CRITICAL FINDING: Wrong Repository

The /Users/maro/Projects/codeseed/Google-Meet-Bot repository is NOT the official Google Meet Media API. It's a Python Selenium-based screen automation bot that uses sounddevice to capture system audio - completely different approach.

The official Google Meet Media API is: - GitHub: https://github.com/googleworkspace/meet-media-api-samples - Language: TypeScript (web) and C++ implementations - Status: Developer Preview (requires enrollment in Google Workspace Developer Preview Program)

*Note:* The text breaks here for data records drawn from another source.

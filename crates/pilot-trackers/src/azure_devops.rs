//! Azure DevOps (Boards) tracker adapter for Pilot.
//!
//! Work items are discovered with a WIQL query over `System.Tags` and
//! hydrated through the batch work-items endpoint. Tags in Azure DevOps are
//! not first-class objects — they live in the `System.Tags` field as a
//! `"; "`-joined string and are created implicitly on first application, so
//! tag mutation is read-modify-write via JSON Patch.
//!
//! Authentication is Basic with an empty username and a PAT password.

use std::time::Duration;

use async_trait::async_trait;
use chrono::{DateTime, Utc};
use reqwest::Client;
use serde::{Deserialize, Serialize};
use serde_json::{json, Value};
use tracing::warn;

use pilot_types::{Priority, Task, TaskId, TrackerKind};

use crate::error::{ok_or_error, Result, TrackerError};
use crate::traits::TrackerApi;

const API_VERSION: &str = "7.0";
const COMMENTS_API_VERSION: &str = "7.0-preview.3";
/// The batch work-items endpoint rejects more than 200 ids per request.
const MAX_BATCH_IDS: usize = 200;

/// Work-item states treated as terminal regardless of process template.
const TERMINAL_STATES: &[&str] = &["Closed", "Done", "Removed", "Resolved", "Completed"];

#[derive(Debug, Clone, Serialize, Deserialize)]
pub struct AzureDevOpsConfig {
    /// Organization name as it appears in `https://dev.azure.com/{org}`.
    pub organization: String,
    pub project: String,
    pub pat: String,
    /// Allow-list of work item types (e.g. `["Task", "Bug"]`). Empty = all.
    #[serde(default)]
    pub work_item_types: Vec<String>,
}

pub struct AzureDevOpsTracker {
    organization: String,
    project: String,
    pat: String,
    work_item_types: Vec<String>,
    client: Client,
}

impl AzureDevOpsTracker {
    pub fn new(config: AzureDevOpsConfig) -> Self {
        Self {
            organization: config.organization,
            project: config.project,
            pat: config.pat,
            work_item_types: config.work_item_types,
            client: Client::builder()
                .timeout(Duration::from_secs(30))
                .build()
                .expect("failed to create reqwest client"),
        }
    }

    fn org_url(&self, path: &str) -> String {
        format!("https://dev.azure.com/{}/{}", self.organization, path)
    }

    fn project_url(&self, path: &str) -> String {
        format!(
            "https://dev.azure.com/{}/{}/{}",
            self.organization, self.project, path
        )
    }

    fn authed(&self, rb: reqwest::RequestBuilder) -> reqwest::RequestBuilder {
        rb.basic_auth("", Some(&self.pat))
    }

    async fn query_ids(&self, wiql: &str) -> Result<Vec<u64>> {
        let url = self.project_url("_apis/wit/wiql");
        let resp = self
            .authed(self.client.post(&url))
            .query(&[("api-version", API_VERSION)])
            .json(&json!({ "query": wiql }))
            .send()
            .await?;
        let body: Value = ok_or_error(resp).await?.json().await?;

        let ids = body
            .get("workItems")
            .and_then(|w| w.as_array())
            .ok_or_else(|| TrackerError::Decode("wiql: missing workItems array".to_string()))?
            .iter()
            .filter_map(|w| w.get("id").and_then(|id| id.as_u64()))
            .collect();
        Ok(ids)
    }

    async fn hydrate(&self, ids: &[u64]) -> Result<Vec<Task>> {
        if ids.is_empty() {
            return Ok(Vec::new());
        }
        let mut tasks = Vec::new();
        for chunk in ids.chunks(MAX_BATCH_IDS) {
            let id_list = chunk
                .iter()
                .map(|id| id.to_string())
                .collect::<Vec<_>>()
                .join(",");
            let url = self.org_url("_apis/wit/workitems");
            let resp = self
                .authed(self.client.get(&url))
                .query(&[
                    ("ids", id_list.as_str()),
                    (
                        "fields",
                        "System.Id,System.Title,System.Description,System.Tags,System.State,System.CreatedDate,Microsoft.VSTS.Common.Priority",
                    ),
                    ("api-version", API_VERSION),
                ])
                .send()
                .await?;
            let body: Value = ok_or_error(resp).await?.json().await?;
            let items = body
                .get("value")
                .and_then(|v| v.as_array())
                .ok_or_else(|| TrackerError::Decode("workitems: missing value array".to_string()))?;
            for item in items {
                match self.parse_work_item(item) {
                    Some(task) => tasks.push(task),
                    None => warn!("azure_devops: skipping work item with malformed payload"),
                }
            }
        }
        Ok(tasks)
    }

    fn parse_work_item(&self, item: &Value) -> Option<Task> {
        let id = item.get("id")?.as_u64()?;
        let fields = item.get("fields")?;
        let title = fields.get("System.Title")?.as_str()?.to_string();
        let created_at = fields
            .get("System.CreatedDate")
            .and_then(|c| c.as_str())
            .and_then(|c| DateTime::parse_from_rfc3339(c).ok())
            .map(|dt| dt.with_timezone(&Utc))
            .unwrap_or_else(Utc::now);

        Some(Task {
            id: TaskId::new(TrackerKind::AzureDevOps, id.to_string()),
            title,
            description: fields
                .get("System.Description")
                .and_then(|d| d.as_str())
                .unwrap_or_default()
                .to_string(),
            priority: priority_from_field(fields.get("Microsoft.VSTS.Common.Priority")),
            labels: split_tags(
                fields
                    .get("System.Tags")
                    .and_then(|t| t.as_str())
                    .unwrap_or_default(),
            ),
            created_at,
            permalink: Some(format!(
                "https://dev.azure.com/{}/{}/_workitems/edit/{}",
                self.organization, self.project, id
            )),
            raw: item.clone(),
        })
    }

    async fn current_tags(&self, id: &TaskId) -> Result<Vec<String>> {
        let url = self.org_url(&format!("_apis/wit/workitems/{}", id.native_id));
        let resp = self
            .authed(self.client.get(&url))
            .query(&[("fields", "System.Tags"), ("api-version", API_VERSION)])
            .send()
            .await?;
        let body: Value = ok_or_error(resp).await?.json().await?;
        Ok(split_tags(
            body.pointer("/fields/System.Tags")
                .and_then(|t| t.as_str())
                .unwrap_or_default(),
        ))
    }

    async fn patch_tags(&self, id: &TaskId, tags: &[String]) -> Result<()> {
        let url = self.org_url(&format!("_apis/wit/workitems/{}", id.native_id));
        let patch = json!([{
            "op": "add",
            "path": "/fields/System.Tags",
            "value": join_tags(tags),
        }]);
        let resp = self
            .authed(self.client.patch(&url))
            .query(&[("api-version", API_VERSION)])
            .header("Content-Type", "application/json-patch+json")
            .body(patch.to_string())
            .send()
            .await?;
        ok_or_error(resp).await?;
        Ok(())
    }

    fn candidate_wiql(&self, tag: &str) -> String {
        let mut clauses = vec![
            format!("[System.TeamProject] = '{}'", escape_wiql(&self.project)),
            format!("[System.Tags] CONTAINS '{}'", escape_wiql(tag)),
            format!(
                "[System.State] NOT IN ({})",
                TERMINAL_STATES
                    .iter()
                    .map(|s| format!("'{s}'"))
                    .collect::<Vec<_>>()
                    .join(", ")
            ),
        ];
        if !self.work_item_types.is_empty() {
            clauses.push(format!(
                "[System.WorkItemType] IN ({})",
                self.work_item_types
                    .iter()
                    .map(|t| format!("'{}'", escape_wiql(t)))
                    .collect::<Vec<_>>()
                    .join(", ")
            ));
        }
        format!(
            "SELECT [System.Id] FROM WorkItems WHERE {} ORDER BY [System.CreatedDate] ASC",
            clauses.join(" AND ")
        )
    }
}

/// WIQL string literals escape single quotes by doubling them.
fn escape_wiql(s: &str) -> String {
    s.replace('\'', "''")
}

/// `System.Tags` is `"; "`-joined, with inconsistent spacing in the wild.
fn split_tags(raw: &str) -> Vec<String> {
    raw.split(';')
        .map(|t| t.trim().to_string())
        .filter(|t| !t.is_empty())
        .collect()
}

fn join_tags(tags: &[String]) -> String {
    tags.join("; ")
}

fn priority_from_field(field: Option<&Value>) -> Priority {
    match field.and_then(|p| p.as_u64()) {
        Some(1) => Priority::Urgent,
        Some(2) => Priority::High,
        Some(3) => Priority::Medium,
        Some(4) => Priority::Low,
        _ => Priority::None,
    }
}

#[async_trait]
impl TrackerApi for AzureDevOpsTracker {
    fn kind(&self) -> TrackerKind {
        TrackerKind::AzureDevOps
    }

    async fn list_candidates(&self, trigger_tag: &str) -> Result<Vec<Task>> {
        let ids = self.query_ids(&self.candidate_wiql(trigger_tag)).await?;
        self.hydrate(&ids).await
    }

    async fn list_by_status_tag(&self, tag_name: &str) -> Result<Vec<Task>> {
        let wiql = format!(
            "SELECT [System.Id] FROM WorkItems WHERE [System.TeamProject] = '{}' AND [System.Tags] CONTAINS '{}'",
            escape_wiql(&self.project),
            escape_wiql(tag_name)
        );
        let ids = self.query_ids(&wiql).await?;
        self.hydrate(&ids).await
    }

    async fn lookup_tag(&self, name: &str) -> Result<Option<String>> {
        let url = self.project_url("_apis/wit/tags");
        let resp = self
            .authed(self.client.get(&url))
            .query(&[("api-version", "7.0-preview.1")])
            .send()
            .await?;
        let body: Value = ok_or_error(resp).await?.json().await?;
        let found = body
            .get("value")
            .and_then(|v| v.as_array())
            .map(|tags| {
                tags.iter()
                    .filter_map(|t| t.get("name").and_then(|n| n.as_str()))
                    .any(|n| n.eq_ignore_ascii_case(name))
            })
            .unwrap_or(false);
        Ok(found.then(|| name.to_string()))
    }

    /// Azure DevOps tags are created implicitly on first application, so the
    /// tag name is its own identifier.
    async fn ensure_tag(&self, name: &str) -> Result<String> {
        Ok(name.to_string())
    }

    /// Read-modify-write on `System.Tags`. Duplicates are filtered locally
    /// before the PATCH, which makes re-application a no-op.
    async fn add_status_tag(&self, id: &TaskId, tag_name: &str) -> Result<()> {
        let mut tags = self.current_tags(id).await?;
        if tags.iter().any(|t| t.eq_ignore_ascii_case(tag_name)) {
            return Ok(());
        }
        tags.push(tag_name.to_string());
        self.patch_tags(id, &tags).await
    }

    async fn remove_status_tag(&self, id: &TaskId, tag_name: &str) -> Result<()> {
        let tags = self.current_tags(id).await?;
        let filtered: Vec<String> = tags
            .iter()
            .filter(|t| !t.eq_ignore_ascii_case(tag_name))
            .cloned()
            .collect();
        if filtered.len() == tags.len() {
            return Ok(());
        }
        self.patch_tags(id, &filtered).await
    }

    async fn post_comment(&self, id: &TaskId, body: &str) -> Result<()> {
        let url = self.project_url(&format!("_apis/wit/workItems/{}/comments", id.native_id));
        let resp = self
            .authed(self.client.post(&url))
            .query(&[("api-version", COMMENTS_API_VERSION)])
            .json(&json!({ "text": body }))
            .send()
            .await?;
        ok_or_error(resp).await?;
        Ok(())
    }

    async fn attach_link(&self, id: &TaskId, url: &str, name: &str) -> Result<()> {
        let patch_url = self.org_url(&format!("_apis/wit/workitems/{}", id.native_id));
        let patch = json!([{
            "op": "add",
            "path": "/relations/-",
            "value": {
                "rel": "Hyperlink",
                "url": url,
                "attributes": { "comment": name },
            }
        }]);
        let resp = self
            .authed(self.client.patch(&patch_url))
            .query(&[("api-version", API_VERSION)])
            .header("Content-Type", "application/json-patch+json")
            .body(patch.to_string())
            .send()
            .await?;
        ok_or_error(resp).await?;
        Ok(())
    }

    /// Completion state names vary per process template (Agile, Scrum,
    /// CMMI), so there is no safe generic transition.
    async fn mark_completed(&self, _id: &TaskId) -> Result<()> {
        Err(TrackerError::Unsupported("azure_devops mark_completed"))
    }

    async fn ping(&self) -> Result<()> {
        let url = self.org_url("_apis/projects");
        let resp = self
            .authed(self.client.get(&url))
            .query(&[("$top", "1"), ("api-version", API_VERSION)])
            .send()
            .await?;
        ok_or_error(resp).await?;
        Ok(())
    }
}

1. TypeScript Reference Client Structure

Repository Organization (web/samples directory):

web/
├── samples/          # TypeScript reference implementation
│   ├── src/          # Source TypeScript files
│   ├── app.yaml      # Google App Engine deployment config
│   ├── webpack       # Build tool for bundling
│   └── package.json  # Node.js dependencies
├── external/         # WebRTC dependencies
└── cpp/             # C++ reference client (alternative)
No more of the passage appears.